Las antiguas salinas romanas de Iptuci, en Prado del Rey, siguen en producción y se pueden visitar

José Antonio García Bazán recoge sal virgen con el rastrillo en las salinas romanas de Iptuci, en medio de la Sierra gaditana. / Reportaje Gráfico: Ramón Aguilar
M. Muñoz Fossati

19 de agosto 2018 - 01:32

CÁDIZ/De un charquito apenas visible en la inmensidad de la Sierra gaditana brota a borbotones un agua de color rojizo. De la tierra sale como un hervidero variable en intensidad de burbujas y ondas, que se va convirtiendo en reguero que llena unos estanques, que luego se convierte en corriente, que se calienta en otros estanques, de los que sale para descansar en unos compartimentos estancos en los que aquel líquido de color cobrizo termina siendo blanca sal. Como una miniatura del paisaje de la Bahía pero en Prado del Rey, y rodeada de encinas, acebuches y montañas en lugar de los planos y brillantes esteros. En los llanos, y mientras se remonta hasta el manantial, el suelo aparece blanco, pero no es nieve.

José Antonio García Bazán tiene 33 años y es el propietario de las Salinas Romanas Iptuci. En realidad, cuando él se hizo cargo de esto, una vez que sucedió a su tío, la explotación era conocida como las salinas de Raimundo, llamadas así aunque su tatarabuelo, que fue el primero de la familia que se dedicó a esto, se llamaba Gregorio. "Cosas de Prado del Rey, cualquiera sabe; a mí mismo, que me llamo José Antonio, todo el mundo me llama Salvaorito porque mi padre se llama Salvador", dice divertido el actual responsable de que ese tesoro de la arqueología industrial que son las salinas romanas vuelvan a estar en máxima producción, como debieron estarlo hace milenios.

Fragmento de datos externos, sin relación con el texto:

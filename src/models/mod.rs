pub mod document;
pub mod donation;
pub mod institutional;
pub mod message;
pub mod project;

use chrono::{DateTime, SecondsFormat, Utc};
use serde_json::Value;

use crate::store::{DocumentStore, Fields, Record, StoreError};

pub use document::{Document, DocumentCategory, DocumentForm};
pub use donation::{Donation, DonationForm};
pub use institutional::{InstitutionalContent, InstitutionalForm};
pub use message::{ContactForm, ContactMessage};
pub use project::{Project, ProjectForm, ProjectStatus};

/// A record shape stored in one collection.
pub trait Entity: Sized + Send + Sync + 'static {
    const COLLECTION: &'static str;
    /// Field stamped with the server time on insert, if any.
    const CREATED_FIELD: Option<&'static str>;

    /// Input accepted when creating a record.
    type Form: Send + Sync;

    fn from_record(record: &Record) -> Self;

    /// Check the form locally and produce the fields to persist.
    fn validate(form: &Self::Form) -> Result<Fields, Vec<String>>;

    /// Display order for list views. Defaults to store order.
    fn sort(_items: &mut [Self]) {}
}

/// Entities whose title-level fields can be edited after creation.
pub trait Editable: Entity {
    type EditForm: Send + Sync;

    fn validate_edit(form: &Self::EditForm) -> Result<Fields, Vec<String>>;
}

pub async fn find_all<E: Entity>(store: &dyn DocumentStore) -> Result<Vec<E>, StoreError> {
    let records = store.list(E::COLLECTION).await?;
    let mut items: Vec<E> = records.iter().map(E::from_record).collect();
    E::sort(&mut items);
    Ok(items)
}

/// Persist already-validated fields, stamping the creation time.
pub async fn insert<E: Entity>(store: &dyn DocumentStore, mut fields: Fields) -> Result<String, StoreError> {
    if let Some(field) = E::CREATED_FIELD {
        fields.insert(field.to_string(), timestamp(Utc::now()));
    }
    store.create(E::COLLECTION, fields).await
}

/// Canonical timestamp representation: RFC 3339, UTC, millisecond precision.
/// Values in this form sort chronologically as plain strings.
pub fn timestamp(at: DateTime<Utc>) -> Value {
    Value::String(at.to_rfc3339_opts(SecondsFormat::Millis, true))
}

pub fn parse_timestamp(value: Option<&Value>) -> Option<DateTime<Utc>> {
    let s = value?.as_str()?;
    DateTime::parse_from_rfc3339(s).ok().map(|dt| dt.with_timezone(&Utc))
}

/// String field, empty when missing or not a string.
pub fn text(fields: &Fields, key: &str) -> String {
    fields
        .get(key)
        .and_then(Value::as_str)
        .unwrap_or_default()
        .to_string()
}

/// Format an amount as Brazilian currency, e.g. `R$ 1.234,50`.
pub fn format_brl(amount: f64) -> String {
    let negative = amount < 0.0;
    let cents = (amount.abs() * 100.0).round() as u64;
    let (units, frac) = (cents / 100, cents % 100);

    let digits = units.to_string();
    let mut grouped = String::new();
    for (i, ch) in digits.chars().enumerate() {
        if i > 0 && (digits.len() - i) % 3 == 0 {
            grouped.push('.');
        }
        grouped.push(ch);
    }
    let sign = if negative { "-" } else { "" };
    format!("{sign}R$ {grouped},{frac:02}")
}

/// Uppercase the first character.
pub fn capitalize(s: &str) -> String {
    let mut chars = s.chars();
    match chars.next() {
        Some(first) => first.to_uppercase().chain(chars).collect(),
        None => String::new(),
    }
}

#[cfg(test)]
mod tests {
    use super::*;
    use chrono::TimeZone;

    #[test]
    fn brl_formatting() {
        assert_eq!(format_brl(0.0), "R$ 0,00");
        assert_eq!(format_brl(12.5), "R$ 12,50");
        assert_eq!(format_brl(1234.5), "R$ 1.234,50");
        assert_eq!(format_brl(1_000_000.0), "R$ 1.000.000,00");
    }

    #[test]
    fn timestamps_round_trip_through_canonical_form() {
        let at = Utc.with_ymd_and_hms(2025, 3, 1, 12, 30, 0).unwrap();
        let value = timestamp(at);
        assert_eq!(value, Value::String("2025-03-01T12:30:00.000Z".to_string()));
        assert_eq!(parse_timestamp(Some(&value)), Some(at));
        assert_eq!(parse_timestamp(None), None);
    }

    #[test]
    fn capitalize_handles_accents_and_empty() {
        assert_eq!(capitalize("doações"), "Doações");
        assert_eq!(capitalize("ébano"), "Ébano");
        assert_eq!(capitalize(""), "");
    }
}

Todo es tradicional, la herramiento más moderna que tenemos es el carrillo de mano"

"Un tío mío tenía la salina, con una producción casi testimonial, un poco por hobby, porque él era panadero. Yo la cogí, y de unos 800 sacos que sacaba, ahora yo hago unos 24.000. Estaban al 15% y ahora podemos decir que trabajan ya a casi el 98%". José Antonio data la antigüedad de la salina en "unos 3.500 años, porque en realidad no son romanas, sino fenicias", aunque es verdad que ha habido épocas de altibajos en cuanto a su explotación. Él le cambió el nombre, y le puso Salinas Romanas Iptuci, que es la denominación del asentamiento de época latina cuyos restos están en un cerro aledaño. "Me pareció extraordinario el vínculo histórico".

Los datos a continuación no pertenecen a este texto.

//! HTTP layer tests: routing, session gating, contact form, panel rendering
//! and the admin mutation endpoints.

use std::sync::Arc;

use actix_session::{storage::CookieSessionStore, SessionMiddleware};
use actix_web::cookie::Key;
use actix_web::http::{header, StatusCode};
use actix_web::{test, web, App};
use regex::Regex;
use serde_json::json;

use ongsite::auth::password;
use ongsite::auth::provider::{seed_admin, StoreAuthenticator};
use ongsite::auth::rate_limit::RateLimiter;
use ongsite::config::AppConfig;
use ongsite::handlers::{self, AppState};
use ongsite::models::{self, ContactMessage, Document, Donation};
use ongsite::store::memory::MemoryStore;
use ongsite::store::{DocumentStore, Fields, DONATIONS};

const ADMIN_EMAIL: &str = "admin@ong.org";
const ADMIN_PASS: &str = "senha-segura-123";

fn state(store: Arc<MemoryStore>) -> web::Data<AppState> {
    let store: Arc<dyn DocumentStore> = store;
    web::Data::new(AppState {
        authenticator: Arc::new(StoreAuthenticator::new(Arc::clone(&store))),
        store,
        config: AppConfig::default(),
    })
}

macro_rules! app {
    ($state:expr) => {
        test::init_service(
            App::new()
                .wrap(
                    SessionMiddleware::builder(CookieSessionStore::default(), Key::generate())
                        .cookie_secure(false)
                        .build(),
                )
                .app_data($state)
                .app_data(web::Data::new(RateLimiter::new()))
                .configure(handlers::configure),
        )
        .await
    };
}

/// Sign in as the seeded admin; yields the session cookie and its CSRF token.
macro_rules! sign_in {
    ($app:expr) => {{
        let resp = test::call_service(&$app, test::TestRequest::get().uri("/admin/login").to_request()).await;
        let cookie = resp.response().cookies().next().expect("no session cookie").into_owned();
        let body = String::from_utf8(test::read_body(resp).await.to_vec()).unwrap();
        let token = csrf_token(&body);

        let req = test::TestRequest::post()
            .uri("/admin/login")
            .cookie(cookie)
            .set_form([("email", ADMIN_EMAIL), ("password", ADMIN_PASS), ("csrf_token", token.as_str())])
            .to_request();
        let resp = test::call_service(&$app, req).await;
        assert_eq!(resp.status(), StatusCode::SEE_OTHER);
        let cookie = resp.response().cookies().next().expect("no session cookie").into_owned();

        let resp = test::call_service(&$app, test::TestRequest::get().uri("/admin").cookie(cookie.clone()).to_request()).await;
        assert_eq!(resp.status(), StatusCode::OK);
        let cookie = resp.response().cookies().next().map(|c| c.into_owned()).unwrap_or(cookie);
        let body = String::from_utf8(test::read_body(resp).await.to_vec()).unwrap();
        (cookie, csrf_token(&body))
    }};
}

/// Follow a mutation's redirect to the shell and return the flashed page.
macro_rules! shell_after {
    ($app:expr, $resp:expr) => {{
        let resp = $resp;
        assert_eq!(resp.status(), StatusCode::SEE_OTHER);
        let cookie = resp.response().cookies().next().expect("flash not stored").into_owned();
        let resp = test::call_service(&$app, test::TestRequest::get().uri("/admin").cookie(cookie).to_request()).await;
        String::from_utf8(test::read_body(resp).await.to_vec()).unwrap()
    }};
}

async fn admin_store() -> Arc<MemoryStore> {
    let store = Arc::new(MemoryStore::new());
    let hash = password::hash_password(ADMIN_PASS).unwrap();
    seed_admin(store.as_ref(), ADMIN_EMAIL, &hash).await.unwrap();
    store
}

fn fields(value: serde_json::Value) -> Fields {
    value.as_object().cloned().expect("object")
}

fn csrf_token(body: &str) -> String {
    let re = Regex::new(r#"name="csrf_token" value="([0-9a-f]{64})""#).unwrap();
    re.captures(body).expect("no csrf token in page")[1].to_string()
}

#[actix_rt::test]
async fn test_unauthenticated_admin_redirects_to_login() {
    let app = app!(state(Arc::new(MemoryStore::new())));

    let resp = test::call_service(&app, test::TestRequest::get().uri("/admin").to_request()).await;
    assert_eq!(resp.status(), StatusCode::SEE_OTHER);
    assert_eq!(resp.headers().get(header::LOCATION).unwrap(), "/admin/login");

    // The shell script fetches panels and handles 401 by itself
    let req = test::TestRequest::get().uri("/admin/painel/dashboard").to_request();
    let resp = test::call_service(&app, req).await;
    assert_eq!(resp.status(), StatusCode::UNAUTHORIZED);
}

#[actix_rt::test]
async fn test_home_page_renders() {
    let app = app!(state(Arc::new(MemoryStore::new())));

    let resp = test::call_service(&app, test::TestRequest::get().uri("/").to_request()).await;

    assert_eq!(resp.status(), StatusCode::OK);
    let body = String::from_utf8(test::read_body(resp).await.to_vec()).unwrap();
    assert!(body.contains("id=\"transparencia\""));
    assert!(body.contains("id=\"contactForm\""));
}

#[actix_rt::test]
async fn test_contact_form_stores_message() {
    let store = Arc::new(MemoryStore::new());
    let app = app!(state(store.clone()));

    let req = test::TestRequest::post()
        .uri("/contato")
        .set_form([("name", "Ana"), ("email", "ana@exemplo.org"), ("message", "Quero ajudar")])
        .to_request();
    let resp = test::call_service(&app, req).await;

    assert_eq!(resp.status(), StatusCode::OK);
    let reply: serde_json::Value = test::read_body_json(resp).await;
    assert_eq!(reply["ok"], true);
    assert_eq!(reply["message"], "Mensagem enviada com sucesso!");

    let messages = models::find_all::<ContactMessage>(store.as_ref()).await.unwrap();
    assert_eq!(messages.len(), 1);
    assert!(messages[0].submitted_at.is_some());
}

#[actix_rt::test]
async fn test_contact_form_with_blank_field_stores_nothing() {
    let store = Arc::new(MemoryStore::new());
    let app = app!(state(store.clone()));

    let req = test::TestRequest::post()
        .uri("/contato")
        .set_form([("name", "Ana"), ("email", "ana@exemplo.org"), ("message", "   ")])
        .to_request();
    let resp = test::call_service(&app, req).await;

    assert_eq!(resp.status(), StatusCode::BAD_REQUEST);
    let reply: serde_json::Value = test::read_body_json(resp).await;
    assert_eq!(reply["ok"], false);
    assert!(models::find_all::<ContactMessage>(store.as_ref()).await.unwrap().is_empty());
}

#[actix_rt::test]
async fn test_login_then_panel_and_unknown_panel() {
    let store = Arc::new(MemoryStore::new());
    let hash = password::hash_password(ADMIN_PASS).unwrap();
    seed_admin(store.as_ref(), ADMIN_EMAIL, &hash).await.unwrap();
    let app = app!(state(store));

    // Login page sets the session cookie carrying the CSRF token
    let resp = test::call_service(&app, test::TestRequest::get().uri("/admin/login").to_request()).await;
    let cookie = resp.response().cookies().next().expect("no session cookie").into_owned();
    let body = String::from_utf8(test::read_body(resp).await.to_vec()).unwrap();
    let token = csrf_token(&body);

    // Wrong password renders the form again with an inline error
    let req = test::TestRequest::post()
        .uri("/admin/login")
        .cookie(cookie.clone())
        .set_form([("email", ADMIN_EMAIL), ("password", "errada"), ("csrf_token", token.as_str())])
        .to_request();
    let resp = test::call_service(&app, req).await;
    assert_eq!(resp.status(), StatusCode::OK);
    let body = String::from_utf8(test::read_body(resp).await.to_vec()).unwrap();
    assert!(body.contains("E-mail ou senha inválidos."));

    let req = test::TestRequest::post()
        .uri("/admin/login")
        .cookie(cookie)
        .set_form([("email", ADMIN_EMAIL), ("password", ADMIN_PASS), ("csrf_token", token.as_str())])
        .to_request();
    let resp = test::call_service(&app, req).await;
    assert_eq!(resp.status(), StatusCode::SEE_OTHER);
    assert_eq!(resp.headers().get(header::LOCATION).unwrap(), "/admin");
    let cookie = resp.response().cookies().next().expect("no session cookie").into_owned();

    let req = test::TestRequest::get().uri("/admin/painel/doacoes").cookie(cookie.clone()).to_request();
    let resp = test::call_service(&app, req).await;
    assert_eq!(resp.status(), StatusCode::OK);
    let body = String::from_utf8(test::read_body(resp).await.to_vec()).unwrap();
    assert!(body.contains("id=\"panel-doacoes\""));
    assert!(body.contains("Nenhum registro encontrado."));

    let req = test::TestRequest::get().uri("/admin/painel/relatorios").cookie(cookie).to_request();
    let resp = test::call_service(&app, req).await;
    assert_eq!(resp.status(), StatusCode::NOT_FOUND);
}

#[actix_rt::test]
async fn test_login_with_bad_csrf_is_forbidden() {
    let app = app!(state(Arc::new(MemoryStore::new())));

    let req = test::TestRequest::post()
        .uri("/admin/login")
        .set_form([("email", ADMIN_EMAIL), ("password", ADMIN_PASS), ("csrf_token", "forjado")])
        .to_request();
    let resp = test::call_service(&app, req).await;

    assert_eq!(resp.status(), StatusCode::FORBIDDEN);
}

#[actix_rt::test]
async fn test_delete_requires_confirmation() {
    let store = admin_store().await;
    let id = store
        .create(DONATIONS, fields(json!({"donor": "Ana", "amount": 50.0, "date": "2025-08-01"})))
        .await
        .unwrap();
    let app = app!(state(store.clone()));
    let (cookie, token) = sign_in!(app);
    let uri = format!("/admin/doacoes/{id}/excluir");

    // Declined prompt: the script leaves `confirmado` empty
    let req = test::TestRequest::post()
        .uri(&uri)
        .cookie(cookie.clone())
        .set_form([("csrf_token", token.as_str()), ("confirmado", "")])
        .to_request();
    let resp = test::call_service(&app, req).await;
    assert_eq!(resp.status(), StatusCode::SEE_OTHER);
    assert_eq!(resp.headers().get(header::LOCATION).unwrap(), "/admin#doacoes");
    assert_eq!(models::find_all::<Donation>(store.as_ref()).await.unwrap().len(), 1);

    let req = test::TestRequest::post()
        .uri(&uri)
        .cookie(cookie)
        .set_form([("csrf_token", token.as_str()), ("confirmado", "sim")])
        .to_request();
    let body = shell_after!(app, test::call_service(&app, req).await);
    assert!(body.contains("Doação excluída com sucesso!"));
    assert!(models::find_all::<Donation>(store.as_ref()).await.unwrap().is_empty());
}

#[actix_rt::test]
async fn test_zero_donation_is_rejected_with_flash() {
    let store = admin_store().await;
    let app = app!(state(store.clone()));
    let (cookie, token) = sign_in!(app);

    let req = test::TestRequest::post()
        .uri("/admin/doacoes")
        .cookie(cookie)
        .set_form([("csrf_token", token.as_str()), ("donor", "Ana"), ("amount", "0"), ("date", "2025-08-01")])
        .to_request();
    let body = shell_after!(app, test::call_service(&app, req).await);

    assert!(body.contains("Informe um valor positivo para a doação."));
    assert!(body.contains("notice error"));
    assert!(models::find_all::<Donation>(store.as_ref()).await.unwrap().is_empty());
}

#[actix_rt::test]
async fn test_document_create_without_upload_is_rejected() {
    let store = admin_store().await;
    let app = app!(state(store.clone()));
    let (cookie, token) = sign_in!(app);

    let req = test::TestRequest::post()
        .uri("/admin/documentos")
        .cookie(cookie)
        .set_form([("csrf_token", token.as_str()), ("title", "Estatuto"), ("category", "Institucional")])
        .to_request();
    let body = shell_after!(app, test::call_service(&app, req).await);

    assert!(body.contains("Por favor, escolha e envie um arquivo primeiro."));
    assert!(models::find_all::<Document>(store.as_ref()).await.unwrap().is_empty());
}

#[actix_rt::test]
async fn test_document_create_with_upload_fields_is_stored() {
    let store = admin_store().await;
    let app = app!(state(store.clone()));
    let (cookie, token) = sign_in!(app);

    let req = test::TestRequest::post()
        .uri("/admin/documentos")
        .cookie(cookie)
        .set_form([
            ("csrf_token", token.as_str()),
            ("title", "Estatuto"),
            ("category", ""),
            ("file_name", "estatuto.pdf"),
            ("file_url", "https://ucarecdn.com/abc/"),
            ("file_uuid", "abc"),
        ])
        .to_request();
    let resp = test::call_service(&app, req).await;
    assert_eq!(resp.headers().get(header::LOCATION).unwrap(), "/admin#documentos");

    let documents = models::find_all::<Document>(store.as_ref()).await.unwrap();
    assert_eq!(documents.len(), 1);
    assert_eq!(documents[0].file_uuid, "abc");
    assert_eq!(documents[0].category, "");
}

#[actix_rt::test]
async fn test_mutation_with_bad_csrf_is_forbidden() {
    let store = admin_store().await;
    let id = store
        .create(DONATIONS, fields(json!({"donor": "Ana", "amount": 50.0, "date": "2025-08-01"})))
        .await
        .unwrap();
    let app = app!(state(store.clone()));
    let (cookie, _token) = sign_in!(app);

    let req = test::TestRequest::post()
        .uri(&format!("/admin/doacoes/{id}/excluir"))
        .cookie(cookie)
        .set_form([("csrf_token", "forjado"), ("confirmado", "sim")])
        .to_request();
    let resp = test::call_service(&app, req).await;

    assert_eq!(resp.status(), StatusCode::FORBIDDEN);
    assert_eq!(models::find_all::<Donation>(store.as_ref()).await.unwrap().len(), 1);
}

Él es en realidad cocinero, formado en la escuela de hostelería de San Roque, así que no le queda del todo extraño este mundo. "Yo cogí las riendas casi sin pensarlo, pero la verdad es que me propuse el proyecto para restaurarlas, obtuve fondos europeos para ello... y así llevamos ya 12 años", explica. Su experiencia gastronómica le ha servido para ampliar su interés y para dar a conocer mejor su trabajo. "Una de mis actividades consiste en hacer catas de sal, y a través de las diferentes recetas explicar el uso de los distintos tipos de sales que tenemos aquí".

José Antonio recibe visitas en su salina durante el verano a lo largo de todo el día, y explica mucho mejor todo el proceso mientras los visitantes recorren la instalación. Desde aquel manantial burbujeante, va bajando por un pequeño sendero como nevado de sal. "Aquí la salinidad del agua que brota es de un 35%, mucho más elevada que la de las salinas marinas", cuenta mientras invita al periodista a introducir el dedo en el líquido y probarlo. No es que el agua sea salada en su origen, sino que la veta pasa a través de minerales de sal antes de salir.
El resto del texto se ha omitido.